What this task involves = Report all lines from the entries below in which "other" appears.

Extracted data section start

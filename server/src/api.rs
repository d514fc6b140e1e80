//! Registration protocol handler
//!
//! Validates and serves the two client exchanges:
//!
//! - `POST /register` - bind a client identity to a fresh hostname and
//!   publish its A record
//! - `POST /get_certificate` - issue a certificate for the hostname bound to
//!   an identity. The hostname always comes from the registration store,
//!   never from the CSR.
//! - `GET /` - welcome string
//!
//! Failures never take the process down; each maps to an HTTP status and a
//! `success: false` body.

use std::convert::Infallible;
use std::net::IpAddr;
use std::sync::Arc;

use async_trait::async_trait;
use hyper::body::HttpBody;
use hyper::header::{HeaderValue, CONTENT_TYPE};
use hyper::{Body, Method, Request, Response, StatusCode};
use serde::de::DeserializeOwned;
use serde::Serialize;
use thiserror::Error;
use tracing::{debug, info, warn};
use uuid::Uuid;

use crate::acme::{CertificateIssuer, ValidationError};
use crate::dns::{DnsRecordManager, RecordType};
use crate::net::is_private_address;
use crate::registry::{RegistrationStore, RegistryError};
use crate::tls::RequestHandler;
use crate::wire::{
    CertificateRequest, CertificateResponse, ErrorResponse, RegisterRequest, RegisterResponse,
};

/// Request bodies above this size are rejected
pub const MAX_BODY_BYTES: usize = 64 * 1024;

pub const WELCOME_MESSAGE: &str = "Welcome to the OTS certificate server";

/// Handler errors
#[derive(Debug, Error)]
pub enum ApiError {
    #[error("Invalid request: {0}")]
    InvalidRequest(String),

    #[error("Invalid client ID: {0}")]
    InvalidIdentity(String),

    #[error("Address {0} is not in a private range")]
    NonPrivateAddress(IpAddr),

    #[error("Client {0} is already registered")]
    AlreadyRegistered(Uuid),

    #[error("Client {0} is not registered")]
    UnknownClient(Uuid),

    #[error("Certificate issuance for {0} is already in progress")]
    IssuanceInProgress(String),

    #[error("Upstream service unavailable: {0}")]
    Upstream(String),

    #[error("Internal error: {0}")]
    Internal(String),
}

impl ApiError {
    pub fn status(&self) -> StatusCode {
        match self {
            ApiError::InvalidRequest(_)
            | ApiError::InvalidIdentity(_)
            | ApiError::NonPrivateAddress(_) => StatusCode::BAD_REQUEST,
            ApiError::AlreadyRegistered(_) | ApiError::IssuanceInProgress(_) => StatusCode::CONFLICT,
            ApiError::UnknownClient(_) => StatusCode::NOT_FOUND,
            ApiError::Upstream(_) => StatusCode::SERVICE_UNAVAILABLE,
            ApiError::Internal(_) => StatusCode::INTERNAL_SERVER_ERROR,
        }
    }
}

impl From<RegistryError> for ApiError {
    fn from(e: RegistryError) -> Self {
        match e {
            RegistryError::DuplicateIdentity(id) => ApiError::AlreadyRegistered(id),
            RegistryError::NotFound(id) => ApiError::UnknownClient(id),
            RegistryError::Database(e) => ApiError::Upstream(format!("registration store: {}", e)),
            other => ApiError::Internal(other.to_string()),
        }
    }
}

impl From<ValidationError> for ApiError {
    fn from(e: ValidationError) -> Self {
        match e {
            ValidationError::IssuanceInProgress(domain) => ApiError::IssuanceInProgress(domain),
            other => ApiError::Upstream(other.to_string()),
        }
    }
}

fn parse_identity(client_id: &str) -> Result<Uuid, ApiError> {
    let id = Uuid::parse_str(client_id.trim())
        .map_err(|e| ApiError::InvalidIdentity(format!("'{}': {}", client_id, e)))?;
    if id.is_nil() {
        return Err(ApiError::InvalidIdentity("nil UUID".to_string()));
    }
    Ok(id)
}

/// Shared state behind the HTTP endpoints
pub struct ProvisioningService {
    store: Arc<RegistrationStore>,
    dns: DnsRecordManager,
    issuer: Arc<dyn CertificateIssuer>,
    domain: String,
}

impl ProvisioningService {
    pub fn new(
        store: Arc<RegistrationStore>,
        dns: DnsRecordManager,
        issuer: Arc<dyn CertificateIssuer>,
        domain: &str,
    ) -> Self {
        Self {
            store,
            dns,
            issuer,
            domain: domain.trim_end_matches('.').to_string(),
        }
    }

    pub fn domain(&self) -> &str {
        &self.domain
    }

    /// Register `client_id` at `ip`; returns the assigned FQDN
    pub async fn register(&self, client_id: &str, ip: &str) -> Result<String, ApiError> {
        let identity = parse_identity(client_id)?;
        let ip: IpAddr = ip
            .trim()
            .parse()
            .map_err(|_| ApiError::InvalidRequest(format!("malformed IP address '{}'", ip)))?;
        if !is_private_address(&ip) {
            return Err(ApiError::NonPrivateAddress(ip));
        }

        let ip = ip.to_canonical();

        let registration = self.store.register_client(identity, ip).await?;
        let fqdn = registration.fqdn(&self.domain);

        // The binding is committed; a missing A record is repaired on the
        // certificate request, so the client still learns its hostname
        if let Err(e) = self
            .dns
            .reconcile(RecordType::A, &fqdn, &ip.to_string())
            .await
        {
            warn!(hostname = %fqdn, error = %e, "Could not publish A record at registration");
        }

        info!(client_id = %identity, hostname = %fqdn, "Registration complete");
        Ok(fqdn)
    }

    /// Issue a certificate for the hostname bound to `client_id`
    pub async fn request_certificate(
        &self,
        client_id: &str,
        csr_der: &[u8],
    ) -> Result<Vec<Vec<u8>>, ApiError> {
        let identity = parse_identity(client_id)?;
        if csr_der.is_empty() {
            return Err(ApiError::InvalidRequest("empty CSR".to_string()));
        }

        let registration = self.store.lookup_client(identity).await?;
        let fqdn = registration.fqdn(&self.domain);

        // Repairs a registration whose A record never made it out
        if let Err(e) = self
            .dns
            .reconcile(RecordType::A, &fqdn, &registration.ip.to_string())
            .await
        {
            warn!(hostname = %fqdn, error = %e, "Could not refresh A record before issuance");
        }

        let chain = self.issuer.issue(&fqdn, csr_der).await?;
        info!(client_id = %identity, hostname = %fqdn, certificates = chain.len(), "Certificate delivered");
        Ok(chain)
    }

    /// Route one HTTP request
    pub async fn handle_request(&self, req: Request<Body>) -> Result<Response<Body>, Infallible> {
        let method = req.method().clone();
        let path = req.uri().path().to_string();
        debug!(method = %method, path = %path, "Handling request");

        let response = match (&method, path.as_str()) {
            (&Method::GET, "/") => text_response(StatusCode::OK, WELCOME_MESSAGE),
            (&Method::POST, "/register") => self.handle_register(req).await,
            (&Method::POST, "/get_certificate") => self.handle_get_certificate(req).await,
            _ => json_response(
                StatusCode::NOT_FOUND,
                &ErrorResponse::new(format!("No route for {} {}", method, path)),
            ),
        };

        Ok(response)
    }

    async fn handle_register(&self, req: Request<Body>) -> Response<Body> {
        let result = match parse_body::<RegisterRequest>(req).await {
            Ok(request) => self.register(&request.client_id, &request.ip).await,
            Err(e) => Err(e),
        };

        match result {
            Ok(hostname) => json_response(
                StatusCode::OK,
                &RegisterResponse {
                    success: true,
                    message: "Client registered successfully".to_string(),
                    hostname,
                },
            ),
            Err(e) => {
                warn!(error = %e, "Registration failed");
                json_response(
                    e.status(),
                    &RegisterResponse {
                        success: false,
                        message: e.to_string(),
                        hostname: String::new(),
                    },
                )
            }
        }
    }

    async fn handle_get_certificate(&self, req: Request<Body>) -> Response<Body> {
        let result = match parse_body::<CertificateRequest>(req).await {
            Ok(request) => self.request_certificate(&request.client_id, &request.csr).await,
            Err(e) => Err(e),
        };

        match result {
            Ok(certificates) => json_response(
                StatusCode::OK,
                &CertificateResponse {
                    success: true,
                    message: "Certificate issued successfully".to_string(),
                    certificates,
                },
            ),
            Err(e) => {
                warn!(error = %e, "Certificate request failed");
                json_response(
                    e.status(),
                    &CertificateResponse {
                        success: false,
                        message: e.to_string(),
                        certificates: Vec::new(),
                    },
                )
            }
        }
    }
}

#[async_trait]
impl RequestHandler for ProvisioningService {
    async fn handle(&self, req: Request<Body>) -> Response<Body> {
        match self.handle_request(req).await {
            Ok(response) => response,
            Err(never) => match never {},
        }
    }
}

/// Read and decode a JSON body of at most [`MAX_BODY_BYTES`]
async fn parse_body<T: DeserializeOwned>(req: Request<Body>) -> Result<T, ApiError> {
    let mut body = req.into_body();
    let mut bytes = Vec::new();

    while let Some(chunk) = body.data().await {
        let chunk =
            chunk.map_err(|e| ApiError::InvalidRequest(format!("Failed to read body: {}", e)))?;
        if bytes.len() + chunk.len() > MAX_BODY_BYTES {
            return Err(ApiError::InvalidRequest(format!(
                "body exceeds {} bytes",
                MAX_BODY_BYTES
            )));
        }
        bytes.extend_from_slice(&chunk);
    }

    serde_json::from_slice(&bytes).map_err(|e| ApiError::InvalidRequest(format!("Invalid JSON: {}", e)))
}

fn json_response<T: Serialize>(status: StatusCode, body: &T) -> Response<Body> {
    let json = serde_json::to_string(body).unwrap_or_else(|_| "{}".to_string());
    let mut response = Response::new(Body::from(json));
    *response.status_mut() = status;
    response
        .headers_mut()
        .insert(CONTENT_TYPE, HeaderValue::from_static("application/json"));
    response
}

fn text_response(status: StatusCode, text: &'static str) -> Response<Body> {
    let mut response = Response::new(Body::from(text));
    *response.status_mut() = status;
    response
        .headers_mut()
        .insert(CONTENT_TYPE, HeaderValue::from_static("text/plain; charset=utf-8"));
    response
}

Extracted data section end

Solution below =
            other => ApiError::Internal(other.to_string()),
            other => ApiError::Upstream(other.to_string()),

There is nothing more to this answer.